For the surgeon, there are significantly noticeable changes with the transition to the 180W LBO laser. The cystoscope hardware and video camera set up is unchanged but the cooled irrigated laser fiber associated with the 180W machine is larger in diameter at 750 microns compared to the diameter of the 120W laser fiber which has a diameter of 600 microns. This slightly reduces the endoscopic field of view and the cross sectional area of the cystoscope continuous flow channel available for irrigation. The power density is proportional to the power of the laser and inversely proportional to the cross sectional area of the laser beam. The 50% increase in laser beam diameter and the 50% increase in power maintain the same power density compared to the 120W laser fiber but is associated with a larger quantity of vaporization bubbles being produced which can potentially impact upon visibility. Whilst initial familiarity with these changes was necessary, it did not impact upon the ability to adapt to the new laser. Further investigation is required to determine the impact of a surgeon without prior experience with lower powered PVP dealing with these issues. Anecdotal experience from colleagues adopting PVP using the 180W LBO laser for the first time does not appear to be associated with reported problems.

All men were treated within a 12-month period of time. The laser technique was consistent throughout the 12 months and compared the last 50 120W cases with the first 180W with a surgeon who had already substantial PVP experience. This transition provides a meaningful comparison for the experienced surgeon with the 120W LBO laser considering the transition to the higher powered laser. This study suggests that this transition is possible without significant change in outcomes and unlikely concerns associated with relearning PVP with a new laser.
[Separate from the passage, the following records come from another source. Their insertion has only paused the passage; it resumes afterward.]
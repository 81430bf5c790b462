//! Tile algebra: the `Tile{x,y,z}` type and the operations the rest of the
//! toolkit is built from — projection, parent/child/neighbor walks, quadkey
//! and PMTiles identifiers, bounding-tile search and grid enumeration.

use crate::error::UtilesError;
use crate::geo::{Bbox, LngLat, LngLatBbox};
use anyhow::{bail, ensure, Result};
use std::collections::BTreeSet;
use std::f64::consts::PI;

/// A Web-Mercator tile address. Ordered by `(z, y, x)` so a `BTreeSet<Tile>`
/// iterates zoom-major, which is the order the MBTiles schemas and the
/// `agg-hash` canonicalization rely on.
#[derive(Debug, Clone, Copy, PartialEq, Eq, Hash)]
pub struct Tile {
	pub x: u32,
	pub y: u32,
	pub z: u8,
}

impl PartialOrd for Tile {
	fn partial_cmp(&self, other: &Self) -> Option<std::cmp::Ordering> {
		Some(self.cmp(other))
	}
}

impl Ord for Tile {
	fn cmp(&self, other: &Self) -> std::cmp::Ordering {
		(self.z, self.y, self.x).cmp(&(other.z, other.y, other.x))
	}
}

impl Tile {
	/// Construct a tile, validating that `0 <= x,y < 2^z`.
	pub fn new(x: u32, y: u32, z: u8) -> Result<Self> {
		let t = Self { x, y, z };
		ensure!(
			t.valid(),
			UtilesError::InvalidTile { x, y, z }
		);
		Ok(t)
	}

	/// Construct without bounds checking; used internally where validity is
	/// already guaranteed by construction (e.g. `parent()`, `tile()`).
	#[must_use]
	pub fn new_unchecked(x: u32, y: u32, z: u8) -> Self {
		Self { x, y, z }
	}

	#[must_use]
	pub fn valid(&self) -> bool {
		if self.z > 32 {
			return false;
		}
		let max = if self.z == 32 { u32::MAX } else { (1u32 << self.z) - 1 };
		self.x <= max && self.y <= max
	}

	// -- projection -------------------------------------------------------

	/// The northwest corner of the tile, in WGS84 degrees.
	#[must_use]
	pub fn ul(&self) -> LngLat {
		ul(self.x, self.y, self.z)
	}

	/// The tile's bounding box in WGS84 degrees.
	#[must_use]
	pub fn bounds(&self) -> LngLatBbox {
		let a = ul(self.x, self.y, self.z);
		let b = ul(self.x + 1, self.y + 1, self.z);
		LngLatBbox::new(a.lng, b.lat, b.lng, a.lat)
	}

	/// The tile's bounding box in spherical-Mercator meters.
	#[must_use]
	pub fn xy_bounds(&self) -> Bbox {
		let tile_size = 2.0 * PI * crate::geo::EARTH_RADIUS / 2f64.powi(i32::from(self.z));
		let left = f64::from(self.x) * tile_size - PI * crate::geo::EARTH_RADIUS;
		let right = f64::from(self.x + 1) * tile_size - PI * crate::geo::EARTH_RADIUS;
		let top = PI * crate::geo::EARTH_RADIUS - f64::from(self.y) * tile_size;
		let bottom = PI * crate::geo::EARTH_RADIUS - f64::from(self.y + 1) * tile_size;
		Bbox {
			left,
			bottom,
			right,
			top,
		}
	}

	// -- hierarchy ----------------------------------------------------------

	/// The tile one zoom level up, or `None` at `z == 0`.
	#[must_use]
	pub fn parent(&self) -> Option<Self> {
		if self.z == 0 {
			None
		} else {
			Some(Self::new_unchecked(self.x >> 1, self.y >> 1, self.z - 1))
		}
	}

	/// The ancestor at `zoom`, which must be `<= self.z`.
	pub fn parent_at(&self, zoom: u8) -> Result<Self> {
		ensure!(zoom <= self.z, UtilesError::InvalidZoom(i64::from(zoom)));
		let shift = self.z - zoom;
		Ok(Self::new_unchecked(self.x >> shift, self.y >> shift, zoom))
	}

	/// The four immediate children, in `(NW, NE, SE, SW)` order.
	#[must_use]
	pub fn children(&self) -> [Self; 4] {
		let z = self.z + 1;
		[
			Self::new_unchecked(self.x * 2, self.y * 2, z),
			Self::new_unchecked(self.x * 2 + 1, self.y * 2, z),
			Self::new_unchecked(self.x * 2 + 1, self.y * 2 + 1, z),
			Self::new_unchecked(self.x * 2, self.y * 2 + 1, z),
		]
	}

	/// The four immediate children in Z-order (Morton order): `(NW, NE, SW,
	/// SE)`. This is the ordering PMTiles directories expect for siblings.
	#[must_use]
	pub fn children_zorder(&self) -> [Self; 4] {
		let z = self.z + 1;
		[
			Self::new_unchecked(self.x * 2, self.y * 2, z),
			Self::new_unchecked(self.x * 2 + 1, self.y * 2, z),
			Self::new_unchecked(self.x * 2, self.y * 2 + 1, z),
			Self::new_unchecked(self.x * 2 + 1, self.y * 2 + 1, z),
		]
	}

	/// All descendants at `zoom`, which must be `>= self.z`.
	pub fn children_at(&self, zoom: u8) -> Result<Vec<Self>> {
		ensure!(zoom >= self.z, UtilesError::InvalidZoom(i64::from(zoom)));
		let mut frontier = vec![*self];
		for _ in self.z..zoom {
			frontier = frontier.iter().flat_map(Self::children).collect();
		}
		Ok(frontier)
	}

	/// Up to eight adjacent tiles at the same zoom, in `N, NE, E, SE, S, SW,
	/// W, NW` order, filtered to those that are valid (in-bounds).
	#[must_use]
	pub fn neighbors(&self) -> Vec<Self> {
		const OFFSETS: [(i64, i64); 8] = [
			(0, -1),
			(1, -1),
			(1, 0),
			(1, 1),
			(0, 1),
			(-1, 1),
			(-1, 0),
			(-1, -1),
		];
		OFFSETS
			.iter()
			.filter_map(|(dx, dy)| {
				let x = i64::from(self.x) + dx;
				let y = i64::from(self.y) + dy;
				if x < 0 || y < 0 {
					return None;
				}
				let (x, y) = (x as u32, y as u32);
				let t = Self::new_unchecked(x, y, self.z);
				t.valid().then_some(t)
			})
			.collect()
	}

	// -- identifiers --------------------------------------------------------

	/// The Microsoft quadkey string for this tile.
	#[must_use]
	pub fn quadkey(&self) -> String {
		let mut qk = String::with_capacity(self.z as usize);
		for i in (0..self.z).rev() {
			let mut digit = 0u8;
			let mask = 1u32 << i;
			if self.x & mask != 0 {
				digit += 1;
			}
			if self.y & mask != 0 {
				digit += 2;
			}
			qk.push((b'0' + digit) as char);
		}
		qk
	}

	/// Parse a quadkey string back into a tile.
	pub fn from_quadkey(quadkey: &str) -> Result<Self> {
		let mut x: u32 = 0;
		let mut y: u32 = 0;
		let z = quadkey.len() as u8;
		for c in quadkey.chars() {
			x <<= 1;
			y <<= 1;
			match c {
				'0' => {}
				'1' => x |= 1,
				'2' => y |= 1,
				'3' => {
					x |= 1;
					y |= 1;
				}
				_ => bail!(UtilesError::BadQuadkey {
					quadkey: quadkey.to_string(),
					reason: format!("invalid digit {c:?}"),
				}),
			}
		}
		Self::new(x, y, z)
	}

	/// The PMTiles Hilbert-curve tile ID. Zoom must be `<= 31` (the PMTiles
	/// spec reserves 64-bit IDs, which overflow past that level).
	pub fn pmtileid(&self) -> Result<u64> {
		ensure!(self.z <= 31, UtilesError::InvalidZoom(i64::from(self.z)));
		let base = zoom_base(self.z);
		let d = if self.z == 0 {
			0
		} else {
			hilbert_xy2d(1u32 << self.z, self.x, self.y)
		};
		Ok(base + u64::from(d))
	}

	/// Inverse of [`Tile::pmtileid`].
	pub fn from_pmtileid(id: u64) -> Result<Self> {
		let mut z: u8 = 0;
		let mut base: u64 = 0;
		loop {
			let level_count = 1u64 << (2 * u32::from(z));
			let next_base = base + level_count;
			if id < next_base {
				break;
			}
			base = next_base;
			ensure!(z < 31, UtilesError::DecodeError(format!("pmtile id {id} out of range")));
			z += 1;
		}
		let d = (id - base) as u32;
		let (x, y) = if z == 0 { (0, 0) } else { hilbert_d2xy(1u32 << z, d) };
		Self::new(x, y, z)
	}
}

/// Cumulative tile count before zoom `z`: `(4^z - 1) / 3`.
fn zoom_base(z: u8) -> u64 {
	((1u64 << (2 * u32::from(z))) - 1) / 3
}

/// Classic Hilbert-curve `(x, y) -> d` for an `n x n` grid (`n` a power of two).
fn hilbert_xy2d(n: u32, mut x: u32, mut y: u32) -> u32 {
	let mut d: u64 = 0;
	let mut s = n / 2;
	while s > 0 {
		let rx = u32::from((x & s) > 0);
		let ry = u32::from((y & s) > 0);
		d += u64::from(s) * u64::from(s) * u64::from((3 * rx) ^ ry);
		hilbert_rotate(s, &mut x, &mut y, rx, ry);
		s /= 2;
	}
	d as u32
}

/// Inverse of [`hilbert_xy2d`].
fn hilbert_d2xy(n: u32, d: u32) -> (u32, u32) {
	let mut rx;
	let mut ry;
	let mut t = d;
	let (mut x, mut y) = (0u32, 0u32);
	let mut s = 1u32;
	while s < n {
		rx = 1 & (t / 2);
		ry = 1 & (t ^ rx);
		hilbert_rotate(s, &mut x, &mut y, rx, ry);
		x += s * rx;
		y += s * ry;
		t /= 4;
		s *= 2;
	}
	(x, y)
}

fn hilbert_rotate(n: u32, x: &mut u32, y: &mut u32, rx: u32, ry: u32) {
	if ry == 0 {
		if rx == 1 {
			*x = n - 1 - *x;
			*y = n - 1 - *y;
		}
		std::mem::swap(x, y);
	}
}

/// Northwest corner of tile `(x, y, z)`, in WGS84 degrees.
#[must_use]
pub fn ul(x: u32, y: u32, z: u8) -> LngLat {
	let z2 = 2f64.powi(i32::from(z));
	let lng = f64::from(x) / z2 * 360.0 - 180.0;
	let n = PI - 2.0 * PI * f64::from(y) / z2;
	let lat = (0.5 * (n.exp() - (-n).exp())).atan().to_degrees();
	LngLat::new(lng, lat)
}

/// The tile containing `(lng, lat)` at `zoom`.
pub fn tile(lng: f64, lat: f64, zoom: u8, truncate: bool) -> Result<Tile> {
	let p = if truncate {
		LngLat::new(lng, lat).truncated()
	} else {
		LngLat::new(lng, lat)
	};
	let (fx, fy) = p.mercator_fraction()?;
	let z2 = 2f64.powi(i32::from(zoom));
	let max = if zoom == 32 { u32::MAX as i64 } else { (1i64 << zoom) - 1 };
	let x = ((fx * z2).floor() as i64).clamp(0, max) as u32;
	let y = ((fy * z2).floor() as i64).clamp(0, max) as u32;
	Ok(Tile::new_unchecked(x, y, zoom))
}

/// Lazily enumerate every tile overlapping `bbox` at each zoom in `zooms`,
/// splitting across the antimeridian and trimming by an epsilon so that
/// edge-aligned queries don't spuriously pick up a neighboring tile.
pub fn tiles(bbox: LngLatBbox, zooms: Vec<u8>, truncate: bool) -> Result<impl Iterator<Item = Tile>> {
	let bbox = if truncate { bbox.truncated() } else { bbox };
	let pieces = bbox.split_antimeridian();
	let mut out = Vec::new();
	for piece in pieces {
		let clipped = piece.web_mercator_clip();
		let eroded = clipped.eroded();
		for z in &zooms {
			let ul_tile = tile(eroded.west, eroded.north, *z, false)?;
			let lr_tile = tile(eroded.east, eroded.south, *z, false)?;
			for i in ul_tile.x..=lr_tile.x {
				for j in ul_tile.y..=lr_tile.y {
					out.push(Tile::new_unchecked(i, j, *z));
				}
			}
		}
	}
	Ok(out.into_iter())
}

/// Eagerly collect [`tiles`] into a `Vec`, for callers (and FFI-style
/// boundaries) that don't want a lazy iterator.
pub fn tiles_list(bbox: LngLatBbox, zooms: Vec<u8>, truncate: bool) -> Result<Vec<Tile>> {
	Ok(tiles(bbox, zooms, truncate)?.collect())
}

/// The smallest single tile that fully contains `bbox`, per the classic
/// "common bit prefix at zoom 32" algorithm: locate the NW and SE corners at
/// zoom 32, then find the highest zoom at which their x/y coordinates still
/// share every bit.
pub fn bounding_tile(bbox: LngLatBbox, truncate: bool) -> Result<Tile> {
	let bbox = if truncate { bbox.truncated() } else { bbox };
	let e = bbox.east.min(180.0);
	let s = bbox.south.max(-85.051_129);
	let w = bbox.west.max(-180.0);
	let n = bbox.north.min(85.051_129);

	if w != s && e == n {
		return tile(w, n, 32, false);
	}

	let tmin = tile(w, n, 32, false)?;
	let tmax = tile(e, s, 32, false)?;

	let z = bbox_common_zoom(tmin.x, tmin.y, tmax.x, tmax.y);
	if z == 0 {
		return Tile::new(0, 0, 0);
	}
	let x = tmin.x >> (32 - z);
	let y = tmin.y >> (32 - z);
	Tile::new(x, y, z)
}

/// Highest zoom `z` (up to 32) at which `(x0,y0)` and `(x1,y1)` share every
/// bit down to bit `32 - z`.
fn bbox_common_zoom(x0: u32, y0: u32, x1: u32, y1: u32) -> u8 {
	for z in 0u8..32 {
		let mask = 1u32 << (32 - (z + 1));
		if (x0 & mask) != (x1 & mask) || (y0 & mask) != (y1 & mask) {
			return z;
		}
	}
	32
}

/// Collapse a set of tiles by repeatedly merging four sibling children into
/// their shared parent, then dropping any tile whose ancestor is already in
/// the (merged) set. Iterates to a fixed point, never merging past `floor`
/// (the lowest zoom the caller wants to keep).
#[must_use]
pub fn simplify(tiles: impl IntoIterator<Item = Tile>, floor: u8) -> BTreeSet<Tile> {
	let mut set: BTreeSet<Tile> = tiles.into_iter().collect();
	if set.is_empty() {
		return set;
	}

	loop {
		let mut parents = BTreeSet::new();
		for t in &set {
			if t.z > floor {
				if let Some(p) = t.parent() {
					let siblings = p.children();
					if siblings.iter().all(|s| set.contains(s)) {
						parents.insert(p);
					}
				}
			}
		}
		if parents.is_empty() {
			break;
		}
		for p in &parents {
			for c in p.children() {
				set.remove(&c);
			}
		}
		set.extend(parents);
	}

	let mut dead = Vec::new();
	for t in &set {
		let mut cur = *t;
		while cur.z > floor {
			cur = cur.parent().unwrap();
			if set.contains(&cur) {
				dead.push(*t);
				break;
			}
		}
	}
	for t in dead {
		set.remove(&t);
	}
	set
}

#[cfg(test)]
mod tests {
	use super::*;
	use rstest::rstest;

	#[test]
	fn quadkey_roundtrip() {
		let t = Tile::new(486, 332, 10).unwrap();
		assert_eq!(t.quadkey(), "0313102310");
		assert_eq!(Tile::from_quadkey("0313102310").unwrap(), t);
	}

	#[test]
	fn pmtileid_roundtrip() {
		assert_eq!(Tile::new(0, 0, 0).unwrap().pmtileid().unwrap(), 0);
		assert_eq!(Tile::new(0, 0, 1).unwrap().pmtileid().unwrap(), 1);
		for z in 0..=10u8 {
			for x in 0..(1u32 << z).min(5) {
				for y in 0..(1u32 << z).min(5) {
					let t = Tile::new(x, y, z).unwrap();
					let id = t.pmtileid().unwrap();
					assert_eq!(Tile::from_pmtileid(id).unwrap(), t);
				}
			}
		}
	}

	#[test]
	fn tile_from_lnglat() {
		let t = tile(20.6852, 40.1222, 9, false).unwrap();
		assert_eq!((t.x, t.y, t.z), (285, 193, 9));
	}

	#[test]
	fn bounding_tile_matches() {
		let bt = bounding_tile(LngLatBbox::new(-92.5, 0.5, -90.5, 1.5), false).unwrap();
		assert_eq!((bt.x, bt.y, bt.z), (31, 63, 7));
	}

	#[test]
	fn tiles_grid_matches_known_pair() {
		let list = tiles_list(LngLatBbox::new(-105.0, 39.99, -104.99, 40.0), vec![14], false).unwrap();
		let mut list = list;
		list.sort();
		assert_eq!(
			list,
			vec![
				Tile::new(3413, 6202, 14).unwrap(),
				Tile::new(3413, 6203, 14).unwrap(),
			]
		);
	}

	#[test]
	fn ul_and_bounds_roundtrip() {
		let t = Tile::new(486, 332, 10).unwrap();
		let b = t.bounds();
		let back = tile(b.west + 1e-7, b.north - 1e-7, 10, false).unwrap();
		assert_eq!(back, t);
	}

	#[rstest]
	#[case(0, 0, 0, true)]
	#[case(1, 1, 1, false)]
	#[case(0, 0, 1, true)]
	fn validity(#[case] x: u32, #[case] y: u32, #[case] z: u8, #[case] expect: bool) {
		assert_eq!(Tile::new_unchecked(x, y, z).valid(), expect);
	}

	#[test]
	fn root_has_no_neighbors() {
		let root = Tile::new(0, 0, 0).unwrap();
		assert!(root.neighbors().is_empty());
	}

	#[test]
	fn simplify_merges_four_siblings() {
		let parent = Tile::new(1, 1, 1).unwrap();
		let children: BTreeSet<Tile> = parent.children().into_iter().collect();
		let simplified = simplify(children, 0);
		assert_eq!(simplified, BTreeSet::from([parent]));
	}

	#[test]
	fn simplify_drops_covered_descendants() {
		let parent = Tile::new(1, 1, 1).unwrap();
		let child = parent.children()[0];
		let grandchild = child.children()[0];
		let simplified = simplify([parent, child, grandchild], 0);
		assert_eq!(simplified, BTreeSet::from([parent]));
	}

	#[test]
	fn simplify_is_idempotent() {
		let parent = Tile::new(5, 5, 6).unwrap();
		let once = simplify(parent.children(), 0);
		let twice = simplify(once.clone(), 0);
		assert_eq!(once, twice);
	}

	#[test]
	fn simplify_never_merges_below_the_floor() {
		let ancestor = Tile::new(1, 1, 1).unwrap();
		let grandchildren: BTreeSet<Tile> =
			ancestor.children().into_iter().flat_map(|c| c.children()).collect();
		assert_eq!(grandchildren.len(), 16);

		let fully_simplified = simplify(grandchildren.clone(), 0);
		assert_eq!(fully_simplified, BTreeSet::from([ancestor]));

		let floored = simplify(grandchildren, 2);
		let expected: BTreeSet<Tile> = ancestor.children().into_iter().collect();
		assert_eq!(floored, expected, "merging must stop at the floor zoom");
	}

	#[test]
	fn children_zorder_differs_from_default() {
		let t = Tile::new(0, 0, 0).unwrap();
		assert_ne!(t.children(), t.children_zorder());
	}
}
One major complication of capsular perforation occurred using the 180W LBO laser. This had not previously been observed in the 120W LBO experience. It is a technically related complication due to the failure to recognise excessive depth of vaporisation, particularly at the region of the bladder neck. A much larger experience from a broad number of centers with large volume experience will be necessary to determine it this occurring in increased numbers compared to historical published experience with the 120W LBO laser. On the basis that the power density is unchanged, the 180W LBO laser will not vaporise deeper than the 120W LBO laser in the equivalent duration of application of laser energy to tissue. It is our belief from this early experience, that this is a sporadic occurrence little different to what has been reported with the 120W LBO laser.

There is little surprise that clinical outcomes are similar between the two lasers. The differences could be compared to the analogy of using a paintbrush to paint a wall and switching to paintbrush that is 50% wider and thereby reducing the time taken. In clinical practice, a reduction in operating time may not occur. It is our belief that this improvement in operating time may be compensated by the use of a greater amount of energy to treat the same prostate gland volume and therefore enabling a greater and more efficient removal of tissue. Our early results reflect this behaviour where the laser time per gram of prostate is reduced by 33% and the total laser time is reduced by 5 minutes and overall operating by 8 minutes. This relative modest improvement in time may be due to the learning curve of the 180W laser and may still improve with further case experience. It is our opinion that this effect may potentially be more likely observed with larger prostates where fibre degradation and surgeon fatigue could potentially lead to limitation of the amount of energy utilised to treat a large gland.

In conclusion, this study demonstrates that there is little change in clinical outcomes with the transition from 120W to 180W LBO PVP with an already experienced PVP surgeon. The introduction of the more powerful 180W LBO laser appears to have impacted upon patient selection with significantly increased prostate size and associated with increased energy utilisation. There is a trend toward shorter laser times.